— DATA —
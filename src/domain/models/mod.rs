//! Domain models.

pub mod artifact;
pub mod breakpoint;
pub mod config;
pub mod descriptor;
pub mod event;
pub mod process_spec;
pub mod run;
pub mod schema;

pub use artifact::{Artifact, ArtifactFormat, ArtifactTrail};
pub use breakpoint::{
    ArtifactCandidate, BreakpointRequest, BreakpointState, Decision, Verdict,
};
pub use config::{
    BackendsConfig, CommandBackendConfig, Config, HttpBackendConfig, LoggingConfig, RetryConfig,
    StorageConfig, TimeoutConfig,
};
pub use descriptor::{
    define_task, AgentSpec, EffectId, PromptSpec, TaskCtx, TaskDescriptor, TaskDescriptorShape,
    TaskFactory, TaskIo, TaskKind,
};
pub use event::JournalEntry;
pub use process_spec::{
    resolve_refs, BreakpointSpec, PhaseKindSpec, PhaseSpec, ProcessSpec, ReferenceEnv, TaskSpec,
};
pub use run::{ProcessReport, RunMetadata, RunState, RunStatus};
pub use schema::{OutputSchema, PropertyType, SchemaViolation, SchemaViolations};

— EXERCISE REQUIREMENTS —
Among the entries, copy every line containing the word "models".

— ANSWER TO THE EXERCISE —
filename src/domain/models/mod.rs
//! Domain models.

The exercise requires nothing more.